On Fri, Sep 9, 2016 at 8:49 AM, Gavin Jacobs <address@hidden> wrote:

I am working on a flow graph to send APRS packets. I have made good progress from the UDP source up to the GR-OSMOSDR sink, but I am a bit stuck on how to enable/disable the transmitter of the hackrf.

Unfortunately, gr-osmosdr does not support T/R switching itself. I have run into this myself and written up a request for this to be fixed at https://github.com/mossmann/hackrf/issues/195 . Unfortunately no one has taken up working on it; perhaps you can, or can find someone.

I would like any advice or comments on these options:
 1) write a new sink block that accepts messages or tags to control the transmitter

This would be great. Preferably, it would be a modification to gr-osmosdr so that it could also be used in the same way with other transceivers (USRP, bladeRF, etc.).

 2) enable/disable the sink at run time; I'm not hopeful because if I do this manually, the TX LED stays on

This is possible. You have to ensure that the sink object is actually destroyed (no references remain to it), and that if you are also receiving, the lifetime of the sink does not overlap with the lifetime of the source (or they will interfere and things won't work).

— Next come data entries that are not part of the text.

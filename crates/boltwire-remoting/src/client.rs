//! Client facade: connection cache by address plus the four invocation modes.

use std::sync::Arc;
use std::time::Duration;

use async_trait::async_trait;
use dashmap::DashMap;
use serde_json::Value;
use tokio::io::{AsyncRead, AsyncWrite};
use tokio::net::TcpStream;
use tokio::sync::Mutex;

use boltwire_core::error::{RemotingError, Result};
use boltwire_core::CommandCode;

use crate::config::RemotingConfig;
use crate::connection::{Connection, Role};
use crate::context::RemotingContext;
use crate::dispatch::{RemotingProcessor, UserProcessor};
use crate::executor::Executor;
use crate::invoke::{rpc, InvokeCallback, RpcRequest, RpcResponseFuture};
use crate::resolver::{AddressResolver, Target};
use crate::transport::spawn_connection;

pub struct RpcClient {
    ctx: Arc<RemotingContext>,
    connections: DashMap<String, Arc<Connection>>,
    connecting: Mutex<()>,
}

impl RpcClient {
    /// Must be called inside a tokio runtime.
    pub fn new(cfg: RemotingConfig) -> Result<Self> {
        Ok(Self::with_context(RemotingContext::new(cfg)?))
    }

    pub fn with_context(ctx: Arc<RemotingContext>) -> Self {
        Self {
            ctx,
            connections: DashMap::new(),
            connecting: Mutex::new(()),
        }
    }

    pub fn context(&self) -> &Arc<RemotingContext> {
        &self.ctx
    }

    pub fn default_timeout(&self) -> Duration {
        Duration::from_millis(self.ctx.config().client.default_timeout_ms)
    }

    /// Open a new TCP connection to `addr` (not cached).
    pub async fn connect(&self, addr: &str) -> Result<Arc<Connection>> {
        let limit = Duration::from_millis(self.ctx.config().client.connect_timeout_ms);
        let stream = tokio::time::timeout(limit, TcpStream::connect(addr))
            .await
            .map_err(|_| RemotingError::ConnectFailed(format!("connect to {addr} timed out after {}ms", limit.as_millis())))?
            .map_err(|e| RemotingError::ConnectFailed(format!("connect to {addr} failed: {e}")))?;
        if let Err(e) = stream.set_nodelay(true) {
            tracing::debug!(%addr, error = %e, "set_nodelay failed");
        }
        Ok(spawn_connection(stream, addr.to_owned(), Role::Client, Arc::clone(&self.ctx)))
    }

    /// Cache `io` as the connection for `addr`, replacing any previous one.
    pub fn attach_stream<IO>(&self, addr: &str, io: IO) -> Arc<Connection>
    where
        IO: AsyncRead + AsyncWrite + Send + 'static,
    {
        let conn = spawn_connection(io, addr.to_owned(), Role::Client, Arc::clone(&self.ctx));
        if let Some(old) = self.connections.insert(addr.to_owned(), Arc::clone(&conn)) {
            old.close("replaced");
        }
        conn
    }

    /// Cached connection for `addr`, connecting on miss or when the cached one is closed.
    pub async fn get_connection(&self, addr: &str) -> Result<Arc<Connection>> {
        if let Some(conn) = self.cached(addr) {
            return Ok(conn);
        }
        let _guard = self.connecting.lock().await;
        if let Some(conn) = self.cached(addr) {
            return Ok(conn);
        }
        let conn = self.connect(addr).await?;
        self.connections.insert(addr.to_owned(), Arc::clone(&conn));
        Ok(conn)
    }

    fn cached(&self, addr: &str) -> Option<Arc<Connection>> {
        self.connections
            .get(addr)
            .map(|e| Arc::clone(e.value()))
            .filter(|c| !c.is_closed())
    }

    pub fn register_processor(
        &self,
        code: CommandCode,
        processor: Arc<dyn RemotingProcessor>,
        executor: Option<Arc<dyn Executor>>,
    ) {
        self.ctx.dispatcher().register_processor(code, processor, executor);
    }

    pub fn register_user_processor(&self, processor: Arc<dyn UserProcessor>) -> Result<()> {
        self.ctx.dispatcher().register_user_processor(processor)
    }

    pub fn register_default_executor(&self, executor: Arc<dyn Executor>) {
        self.ctx.register_default_executor(executor);
    }

    pub async fn oneway(&self, target: impl Into<Target>, req: RpcRequest) -> Result<()> {
        let conn = target.into().connection(self).await?;
        rpc::oneway(&conn, req).await
    }

    pub async fn invoke_sync(&self, target: impl Into<Target>, req: RpcRequest, timeout: Duration) -> Result<Value> {
        let conn = target.into().connection(self).await?;
        rpc::invoke_sync(&conn, req, timeout).await
    }

    pub async fn invoke_with_future(
        &self,
        target: impl Into<Target>,
        req: RpcRequest,
        timeout: Duration,
    ) -> Result<RpcResponseFuture> {
        let conn = target.into().connection(self).await?;
        rpc::invoke_with_future(&conn, req, timeout).await
    }

    pub async fn invoke_with_callback<C: InvokeCallback>(
        &self,
        target: impl Into<Target>,
        req: RpcRequest,
        callback: C,
        timeout: Duration,
    ) -> Result<()> {
        let conn = target.into().connection(self).await?;
        rpc::invoke_with_callback(&conn, req, callback, timeout).await
    }

    pub fn close_connection(&self, addr: &str) {
        if let Some((_, conn)) = self.connections.remove(addr) {
            conn.close("closed by client");
        }
    }

    pub fn shutdown(&self) {
        let addrs: Vec<String> = self.connections.iter().map(|e| e.key().clone()).collect();
        for addr in addrs {
            self.close_connection(&addr);
        }
    }
}

#[async_trait]
impl AddressResolver for RpcClient {
    async fn resolve(&self, addr: &str) -> Result<Arc<Connection>> {
        self.get_connection(addr).await
    }
}

impl std::fmt::Debug for RpcClient {
    fn fmt(&self, f: &mut std::fmt::Formatter<'_>) -> std::fmt::Result {
        f.debug_struct("RpcClient")
            .field("connections", &self.connections.len())
            .finish()
    }
}
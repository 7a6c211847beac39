use async_trait::async_trait;
use serde_json::Value;

use boltwire_core::error::Result;

use crate::dispatch::{BizContext, UserProcessor};

/// Replies with the request content unchanged. Useful to prove routing end to end.
pub struct EchoProcessor {
    interest: String,
}

impl EchoProcessor {
    pub fn new(interest: impl Into<String>) -> Self {
        Self {
            interest: interest.into(),
        }
    }
}

#[async_trait]
impl UserProcessor for EchoProcessor {
    fn interest(&self) -> &str {
        &self.interest
    }

    async fn handle_request(&self, ctx: &BizContext, request: Value) -> Result<Value> {
        tracing::trace!(remote = %ctx.remote_addr(), id = ctx.request_id(), "echo");
        Ok(request)
    }
}
//! Wire vector tests (hand-assembled frames for both protocols).

#![allow(clippy::unwrap_used)]
#![allow(clippy::expect_used)]
#![allow(clippy::panic)]

use std::fs;

use bytes::BytesMut;

use boltwire_core::codec::CommandCodec;
use boltwire_core::protocol::CommandType;

mod vector_loader;
use vector_loader::TestVector;

fn load(name: &str) -> TestVector {
    let s = fs::read_to_string(format!("tests/vectors/{name}")).unwrap();
    serde_json::from_str(&s).unwrap()
}

fn type_str(ty: CommandType) -> &'static str {
    match ty {
        CommandType::Response => "RESPONSE",
        CommandType::Request => "REQUEST",
        CommandType::RequestOneway => "REQUEST_ONEWAY",
    }
}

#[test]
fn wire_vectors() {
    let files = [
        "v1_heartbeat.json",
        "v1_oneway_request.json",
        "v2_crc_response.json",
        "v2_plain_request.json",
        "v2_crc_corrupt.json",
        "bad_protocol.json",
        "bad_switch.json",
        "truncated.json",
        "oneway_heartbeat.json",
    ];
    let codec = CommandCodec::default();

    for f in files {
        let v = load(f);
        let raw = v.frame.decode();
        let mut buf = BytesMut::from(&raw[..]);
        let res = codec.decode(&mut buf);

        if let Some(err) = v.expect_error {
            let e = res.expect_err("expected error");
            assert_eq!(e.kind().as_str(), err.code, "vector={}", v.description);
            assert!(e.is_fatal(), "vector={}", v.description);
            continue;
        }

        let ex = v.expect.expect("missing expect block");
        if ex.get("need_more").is_some() {
            assert!(res.unwrap().is_none(), "vector={}", v.description);
            assert_eq!(buf.len(), raw.len(), "vector={}", v.description);
            continue;
        }

        let cmd = res.unwrap().expect("expected a full frame");
        assert!(buf.is_empty(), "vector={} left trailing bytes", v.description);

        assert_eq!(cmd.framing.protocol.code() as u64, ex["protocol"].as_u64().unwrap(), "vector={}", v.description);
        assert_eq!(type_str(cmd.command_type()), ex["type"].as_str().unwrap(), "vector={}", v.description);
        assert_eq!(cmd.code.value() as u64, ex["code"].as_u64().unwrap(), "vector={}", v.description);
        assert_eq!(cmd.id as u64, ex["id"].as_u64().unwrap(), "vector={}", v.description);

        if let Some(status) = ex.get("status") {
            assert_eq!(cmd.status().unwrap().as_str(), status.as_str().unwrap(), "vector={}", v.description);
        }
        if let Some(t) = ex.get("timeout_ms") {
            assert_eq!(cmd.timeout_ms().map(u64::from), t.as_u64(), "vector={}", v.description);
        }

        let p = &cmd.payload;
        assert_eq!(p.class_bytes().len() as u64, ex["class_len"].as_u64().unwrap(), "vector={}", v.description);
        assert_eq!(p.header_bytes().len() as u64, ex["header_len"].as_u64().unwrap(), "vector={}", v.description);
        assert_eq!(p.content_bytes().len() as u64, ex["content_len"].as_u64().unwrap(), "vector={}", v.description);
    }
}
use std::sync::Arc;
use std::time::{SystemTime, UNIX_EPOCH};

use async_trait::async_trait;

use boltwire_core::error::Result;
use boltwire_core::Command;

use crate::connection::Connection;
use crate::dispatch::processor::{ProcessContext, RemotingProcessor};

fn now_millis() -> u64 {
    SystemTime::now()
        .duration_since(UNIX_EPOCH)
        .map(|d| u64::try_from(d.as_millis()).unwrap_or(u64::MAX))
        .unwrap_or_default()
}

/// Hand a response to its pending call. Responses whose id is no longer
/// pending (late, or never sent) are counted and dropped.
pub fn complete_pending(conn: &Arc<Connection>, mut cmd: Command) {
    cmd.set_response_meta(conn.remote_addr(), now_millis());
    let metrics = conn.context().metrics();
    match conn.invoke_table().take(cmd.id) {
        Some(call) => {
            metrics.resolutions.inc(&[("outcome", "response")]);
            call.complete(cmd);
        }
        None => {
            let code = cmd.code.to_string();
            metrics.unmatched_responses.inc(&[("code", code.as_str())]);
            tracing::debug!(conn = conn.id(), id = cmd.id, %code, "response for unknown id dropped");
        }
    }
}

#[derive(Debug, Default)]
pub struct RpcResponseProcessor;

#[async_trait]
impl RemotingProcessor for RpcResponseProcessor {
    async fn process(&self, ctx: ProcessContext, cmd: Command) -> Result<()> {
        complete_pending(ctx.connection(), cmd);
        Ok(())
    }
}
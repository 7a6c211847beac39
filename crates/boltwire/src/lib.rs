//! Top-level facade crate for boltwire.
//!
//! Re-exports the protocol core and the remoting runtime so users can depend on a single crate.

pub mod core {
    pub use boltwire_core::*;
}

pub mod remoting {
    pub use boltwire_remoting::*;
}
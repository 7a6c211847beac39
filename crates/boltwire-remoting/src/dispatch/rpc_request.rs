//! Request processing with staged decode.
//!
//! On the I/O task only the class name (and, when an executor selector is
//! involved, the header) is decoded. Content is decoded on the chosen
//! executor, after the timeout-discard check.

use std::panic::AssertUnwindSafe;
use std::sync::Arc;
use std::time::Instant;

use async_trait::async_trait;
use futures_util::FutureExt;
use serde_json::Value;

use boltwire_core::error::Result;
use boltwire_core::{Command, DecodeLevel, Payload, ResponseStatus};

use crate::dispatch::processor::{ProcessContext, RemotingProcessor};
use crate::dispatch::user::{BizContext, UserProcessor};
use crate::executor::Rejected;

#[derive(Debug, Default)]
pub struct RpcRequestProcessor;

async fn reply_error(ctx: &ProcessContext, req: &Command, status: ResponseStatus, msg: String) {
    if req.is_oneway() {
        tracing::debug!(conn = ctx.connection().id(), id = req.id, %status, %msg, "oneway request failed");
        return;
    }
    ctx.send_response(Command::error_response(req, status, msg)).await;
}

#[async_trait]
impl RemotingProcessor for RpcRequestProcessor {
    async fn process(&self, ctx: ProcessContext, mut cmd: Command) -> Result<()> {
        let rctx = Arc::clone(ctx.context());

        if let Err(e) = cmd.advance_to(DecodeLevel::ClassOnly, rctx.serializers()) {
            reply_error(&ctx, &cmd, ResponseStatus::ServerDeserializeException, e.to_string()).await;
            return Ok(());
        }
        let Some(class) = cmd.class_name().map(str::to_owned) else {
            reply_error(&ctx, &cmd, ResponseStatus::ServerException, "request carries no class name".into()).await;
            return Ok(());
        };
        let Some(user) = rctx.dispatcher().user_processor(&class) else {
            tracing::warn!(conn = ctx.connection().id(), id = cmd.id, %class, "no user processor");
            reply_error(
                &ctx,
                &cmd,
                ResponseStatus::ServerException,
                format!("no user processor registered for class {class}"),
            )
            .await;
            return Ok(());
        };

        if user.process_in_io_thread() {
            do_process(ctx, user, cmd).await;
            return Ok(());
        }

        let executor = match user.executor_selector() {
            Some(selector) => {
                if let Err(e) = cmd.advance_to(DecodeLevel::ClassAndHeader, rctx.serializers()) {
                    reply_error(&ctx, &cmd, ResponseStatus::ServerDeserializeException, e.to_string()).await;
                    return Ok(());
                }
                selector.select(&class, cmd.payload.header()).or_else(|| user.executor())
            }
            None => user.executor(),
        }
        .unwrap_or_else(|| rctx.default_executor());

        let busy = (!cmd.is_oneway()).then(|| {
            Command::error_response(
                &cmd,
                ResponseStatus::ServerThreadpoolBusy,
                format!("executor {} is saturated", executor.name()),
            )
        });
        let code = cmd.code.to_string();
        let task_ctx = ctx.clone();
        let task = async move { do_process(task_ctx, user, cmd).await }.boxed();
        if let Err(Rejected(_)) = executor.execute(task) {
            rctx.metrics()
                .dispatch_rejections
                .inc(&[("code", code.as_str()), ("executor", executor.name())]);
            tracing::warn!(conn = ctx.connection().id(), %class, executor = %executor.name(), "request rejected");
            if let Some(busy) = busy {
                ctx.send_response(busy).await;
            }
        }
        Ok(())
    }
}

async fn do_process(ctx: ProcessContext, user: Arc<dyn UserProcessor>, mut cmd: Command) {
    let rctx = Arc::clone(ctx.context());
    let class = cmd.class_name().unwrap_or_default().to_owned();

    if user.timeout_discard() && ctx.is_request_timeout(&cmd) {
        rctx.metrics().discarded_requests.inc(&[("class", class.as_str())]);
        tracing::warn!(
            conn = ctx.connection().id(),
            id = cmd.id,
            %class,
            timeout_ms = ?cmd.timeout_ms(),
            waited_ms = u64::try_from(ctx.arrive_time().elapsed().as_millis()).unwrap_or(u64::MAX),
            "request timed out before processing, discarded"
        );
        return;
    }

    if let Err(e) = cmd.advance_to(DecodeLevel::Full, rctx.serializers()) {
        reply_error(&ctx, &cmd, ResponseStatus::ServerDeserializeException, e.to_string()).await;
        return;
    }

    let request = cmd.payload.take_content().unwrap_or(Value::Null);
    let biz = BizContext::new(
        Arc::clone(ctx.connection()),
        cmd.id,
        class.clone(),
        cmd.payload.header().cloned().unwrap_or_default(),
        ctx.arrive_time(),
        cmd.timeout_ms(),
    );

    let started = Instant::now();
    let outcome = AssertUnwindSafe(user.handle_request(&biz, request))
        .catch_unwind()
        .await;
    rctx.metrics()
        .handler_duration
        .observe(&[("class", class.as_str())], started.elapsed());

    let reply = match outcome {
        Ok(Ok(value)) => {
            if cmd.is_oneway() {
                return;
            }
            Command::response_to(&cmd, ResponseStatus::Success, Payload::new(None, None, Some(value)))
        }
        Ok(Err(e)) => {
            tracing::debug!(conn = ctx.connection().id(), id = cmd.id, %class, error = %e, "handler failed");
            if cmd.is_oneway() {
                return;
            }
            Command::error_response(&cmd, ResponseStatus::ServerException, e.to_string())
        }
        Err(panic) => {
            let msg = panic
                .downcast_ref::<&str>()
                .map(|s| (*s).to_owned())
                .or_else(|| panic.downcast_ref::<String>().cloned())
                .unwrap_or_else(|| "handler panicked".to_owned());
            tracing::error!(conn = ctx.connection().id(), id = cmd.id, %class, %msg, "handler panicked");
            if cmd.is_oneway() {
                return;
            }
            Command::error_response(&cmd, ResponseStatus::ServerException, msg)
        }
    };
    ctx.send_response(reply).await;
}
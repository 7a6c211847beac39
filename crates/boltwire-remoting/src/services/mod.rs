//! Built-in user processors.

pub mod echo;

pub use echo::EchoProcessor;
//! Protocol modules (framing + command model + status table).
//!
//! Two framings share one decoder, selected by the first byte of every frame:
//! - Protocol 1: fixed header, no version byte, no integrity check.
//! - Protocol 2: adds a version byte and a protocol-switch bitset; with
//!   version 2 and the CRC switch on, a CRC-32C trailer covers the frame.
//!
//! All parsers are panic-free: malformed input is reported as
//! `RemotingError` instead of panicking or indexing raw buffers.

pub mod codec;
pub mod command;
pub mod status;

use crate::error::{RemotingError, Result};

/// Protocol code carried in the first byte of each frame.
#[derive(Debug, Clone, Copy, PartialEq, Eq, Hash)]
pub enum Protocol {
    V1,
    V2,
}

impl Protocol {
    pub fn code(self) -> u8 {
        match self {
            Protocol::V1 => 1,
            Protocol::V2 => 2,
        }
    }

    pub fn from_code(code: u8) -> Result<Self> {
        match code {
            1 => Ok(Protocol::V1),
            2 => Ok(Protocol::V2),
            other => Err(RemotingError::UnsupportedProtocol(other)),
        }
    }
}

/// Per-command option bits, independent of the protocol version.
#[derive(Debug, Clone, Copy, PartialEq, Eq, Hash, Default)]
pub struct ProtocolSwitch(u8);

impl ProtocolSwitch {
    /// Bit 0: append and verify a CRC-32C trailer.
    pub const CRC: u8 = 0x01;
    const KNOWN: u8 = Self::CRC;

    pub fn from_bits(bits: u8) -> Result<Self> {
        if bits & !Self::KNOWN != 0 {
            return Err(RemotingError::Codec(format!(
                "unknown protocol switch bits: {bits:#04x}"
            )));
        }
        Ok(Self(bits))
    }

    pub fn with_crc(crc: bool) -> Self {
        if crc {
            Self(Self::CRC)
        } else {
            Self(0)
        }
    }

    pub fn bits(self) -> u8 {
        self.0
    }

    pub fn crc(self) -> bool {
        self.0 & Self::CRC != 0
    }
}

/// Framing selection for one command: protocol code, version and switches.
#[derive(Debug, Clone, Copy, PartialEq, Eq, Hash)]
pub struct Framing {
    pub protocol: Protocol,
    /// Only carried on the wire by protocol 2 (1 or 2).
    pub version: u8,
    pub switch: ProtocolSwitch,
}

impl Framing {
    /// Protocol 1: no version byte, no switch, no crc.
    pub const V1: Framing = Framing {
        protocol: Protocol::V1,
        version: 1,
        switch: ProtocolSwitch(0),
    };

    /// Protocol 2, version 2, crc on or off.
    pub fn v2(crc: bool) -> Self {
        Framing {
            protocol: Protocol::V2,
            version: 2,
            switch: ProtocolSwitch::with_crc(crc),
        }
    }

    /// Integrity trailer present for this framing.
    pub fn crc_enabled(&self) -> bool {
        self.protocol == Protocol::V2 && self.version >= 2 && self.switch.crc()
    }
}

impl Default for Framing {
    fn default() -> Self {
        Framing::v2(false)
    }
}

/// Business meaning of a command; selects a processor.
#[derive(Debug, Clone, Copy, PartialEq, Eq, Hash, PartialOrd, Ord)]
pub struct CommandCode(pub u16);

impl CommandCode {
    pub const HEARTBEAT: CommandCode = CommandCode(0);
    pub const RPC_REQUEST: CommandCode = CommandCode(1);
    pub const RPC_RESPONSE: CommandCode = CommandCode(2);

    pub fn value(self) -> u16 {
        self.0
    }
}

impl std::fmt::Display for CommandCode {
    fn fmt(&self, f: &mut std::fmt::Formatter<'_>) -> std::fmt::Result {
        write!(f, "{}", self.0)
    }
}

/// Whether a reply is expected or carried.
#[derive(Debug, Clone, Copy, PartialEq, Eq, Hash)]
pub enum CommandType {
    Response,
    Request,
    RequestOneway,
}

impl CommandType {
    pub fn code(self) -> u8 {
        match self {
            CommandType::Response => 0,
            CommandType::Request => 1,
            CommandType::RequestOneway => 2,
        }
    }

    pub fn from_code(code: u8) -> Result<Self> {
        match code {
            0 => Ok(CommandType::Response),
            1 => Ok(CommandType::Request),
            2 => Ok(CommandType::RequestOneway),
            other => Err(RemotingError::Codec(format!("unknown command type: {other}"))),
        }
    }
}
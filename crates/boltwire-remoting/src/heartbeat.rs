//! Heartbeat liveness protocol.
//!
//! Client side: when a connection has been idle for `heartbeat.idle_interval_ms`
//! the driver calls [`trigger`], which sends a heartbeat through the ordinary
//! correlation table with its own timeout. The completion callback resets or
//! bumps the failure counter; reaching `heartbeat.max_failures` consecutive
//! failures closes the connection.
//!
//! Receiving side: [`HeartbeatProcessor`] answers immediately on the I/O task.

use std::sync::atomic::{AtomicBool, Ordering};
use std::sync::{Arc, Mutex, MutexGuard, PoisonError};
use std::time::Duration;

use async_trait::async_trait;

use boltwire_core::error::Result;
use boltwire_core::{Command, CommandKind, Payload, ResponseStatus};

use crate::connection::Connection;
use crate::dispatch::processor::{ProcessContext, RemotingProcessor};
use crate::dispatch::rpc_response;
use crate::invoke::remoting;
use crate::invoke::table::ResponseCallback;

#[derive(Debug, Clone, Copy, PartialEq, Eq)]
pub enum HeartbeatState {
    Idle,
    Sent { id: u32 },
    Closing,
}

#[derive(Debug)]
struct MonitorInner {
    state: HeartbeatState,
    failures: u32,
}

/// Connection-scoped heartbeat attributes.
#[derive(Debug)]
pub struct HeartbeatMonitor {
    enabled: AtomicBool,
    max_failures: u32,
    inner: Mutex<MonitorInner>,
}

impl HeartbeatMonitor {
    pub fn new(enabled: bool, max_failures: u32) -> Self {
        Self {
            enabled: AtomicBool::new(enabled),
            max_failures: max_failures.max(1),
            inner: Mutex::new(MonitorInner {
                state: HeartbeatState::Idle,
                failures: 0,
            }),
        }
    }

    fn lock(&self) -> MutexGuard<'_, MonitorInner> {
        self.inner.lock().unwrap_or_else(PoisonError::into_inner)
    }

    pub fn is_enabled(&self) -> bool {
        self.enabled.load(Ordering::Relaxed)
    }

    pub fn set_enabled(&self, enabled: bool) {
        self.enabled.store(enabled, Ordering::Relaxed);
    }

    pub fn state(&self) -> HeartbeatState {
        self.lock().state
    }

    pub fn failures(&self) -> u32 {
        self.lock().failures
    }

    /// `Idle -> Sent`. Refused while a heartbeat is in flight or closing.
    pub fn begin(&self, id: u32) -> bool {
        let mut g = self.lock();
        if g.state != HeartbeatState::Idle {
            return false;
        }
        g.state = HeartbeatState::Sent { id };
        true
    }

    /// `Sent -> Idle`, failure counter reset.
    pub fn on_ack(&self, id: u32) {
        let mut g = self.lock();
        if g.state == (HeartbeatState::Sent { id }) {
            g.state = HeartbeatState::Idle;
            g.failures = 0;
        }
    }

    /// `Sent -> Idle` with the counter bumped, or `-> Closing` at the
    /// threshold. Returns true when the connection must be closed.
    pub fn on_failure(&self, id: u32) -> bool {
        let mut g = self.lock();
        if g.state != (HeartbeatState::Sent { id }) {
            return g.state == HeartbeatState::Closing;
        }
        g.failures += 1;
        if g.failures >= self.max_failures {
            g.state = HeartbeatState::Closing;
            true
        } else {
            g.state = HeartbeatState::Idle;
            false
        }
    }
}

/// Send one heartbeat if the connection's state machine allows it.
pub async fn trigger(conn: &Arc<Connection>) {
    let hb = conn.heartbeat();
    if !hb.is_enabled() || conn.is_closed() {
        return;
    }
    if hb.state() == HeartbeatState::Closing {
        conn.close("heartbeat failures exceeded");
        return;
    }

    let id = conn.next_request_id();
    if !hb.begin(id) {
        tracing::debug!(conn = conn.id(), "heartbeat still in flight, skipping");
        return;
    }

    let timeout_ms = conn.context().config().heartbeat.timeout_ms;
    let cmd = Command::heartbeat(id, conn.framing(), u32::try_from(timeout_ms).ok());
    let weak = Arc::downgrade(conn);
    let callback = ResponseCallback::inline(move |resp: Command| {
        if let Some(conn) = weak.upgrade() {
            on_outcome(&conn, id, &resp);
        }
    });

    conn.context().metrics().heartbeats.inc(&[("result", "sent")]);
    tracing::trace!(conn = conn.id(), id, "heartbeat sent");
    if let Err(e) = remoting::invoke_with_callback(conn, cmd, callback, Duration::from_millis(timeout_ms)).await {
        tracing::debug!(conn = conn.id(), id, error = %e, "heartbeat not sent");
        if hb.on_failure(id) {
            conn.close("heartbeat failures exceeded");
        }
    }
}

fn on_outcome(conn: &Arc<Connection>, id: u32, resp: &Command) {
    let hb = conn.heartbeat();
    let metrics = conn.context().metrics();
    let status = resp.status().unwrap_or(ResponseStatus::Unknown);
    if status.is_success() {
        hb.on_ack(id);
        metrics.heartbeats.inc(&[("result", "ack")]);
        return;
    }

    metrics.heartbeats.inc(&[("result", "failed")]);
    let close = hb.on_failure(id);
    tracing::warn!(
        conn = conn.id(),
        remote = %conn.remote_addr(),
        id,
        %status,
        failures = hb.failures(),
        "heartbeat failed"
    );
    if close {
        metrics.heartbeats.inc(&[("result", "closed")]);
        conn.close("heartbeat failures exceeded");
    }
}

/// Answers heartbeats and completes heartbeat acks, inline on the I/O task.
#[derive(Debug, Default)]
pub struct HeartbeatProcessor;

#[async_trait]
impl RemotingProcessor for HeartbeatProcessor {
    async fn process(&self, ctx: ProcessContext, cmd: Command) -> Result<()> {
        match cmd.kind {
            CommandKind::Heartbeat { .. } => {
                tracing::trace!(conn = ctx.connection().id(), id = cmd.id, "heartbeat received");
                let ack = Command::response_to(&cmd, ResponseStatus::Success, Payload::empty());
                ctx.send_response(ack).await;
                Ok(())
            }
            CommandKind::HeartbeatAck { .. } => {
                rpc_response::complete_pending(ctx.connection(), cmd);
                Ok(())
            }
            _ => {
                tracing::warn!(conn = ctx.connection().id(), id = cmd.id, "non-heartbeat command on heartbeat code");
                Ok(())
            }
        }
    }
}

#[cfg(test)]
mod tests {
    use super::*;

    #[test]
    fn success_resets_the_counter() {
        let m = HeartbeatMonitor::new(true, 3);
        assert!(m.begin(1));
        assert!(!m.on_failure(1));
        assert_eq!(m.failures(), 1);
        assert_eq!(m.state(), HeartbeatState::Idle);

        assert!(m.begin(2));
        m.on_ack(2);
        assert_eq!(m.failures(), 0);
        assert_eq!(m.state(), HeartbeatState::Idle);
    }

    #[test]
    fn threshold_moves_to_closing() {
        let m = HeartbeatMonitor::new(true, 3);
        for id in 1..=2 {
            assert!(m.begin(id));
            assert!(!m.on_failure(id));
        }
        assert!(m.begin(3));
        assert!(m.on_failure(3));
        assert_eq!(m.state(), HeartbeatState::Closing);
        assert!(!m.begin(4));
    }

    #[test]
    fn one_heartbeat_in_flight_at_a_time() {
        let m = HeartbeatMonitor::new(true, 3);
        assert!(m.begin(1));
        assert!(!m.begin(2));
        // stale outcomes for other ids are ignored
        m.on_ack(7);
        assert_eq!(m.state(), HeartbeatState::Sent { id: 1 });
    }
}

The catch to doing flowgraph modifications to cause this is that GNU Radio retains references until the flow graph is unlocked (because changes don't take effect until then). So you have to do a multi-step process if you are also receiving: lock, remove sink from graph, drop your own references, unlock. I have written sample code to do this: https://pairlist9.pair.net/pipermail/hackrf-dev/2015-June/001240.html

If you are only transmitting, however, there is a theoretically simpler solution: let the HackRF remain in transmit mode, and just transmit zeros when you do not have a packet. This will ideally produce no RF output, but in practice there will be a small amount. It might be adequate.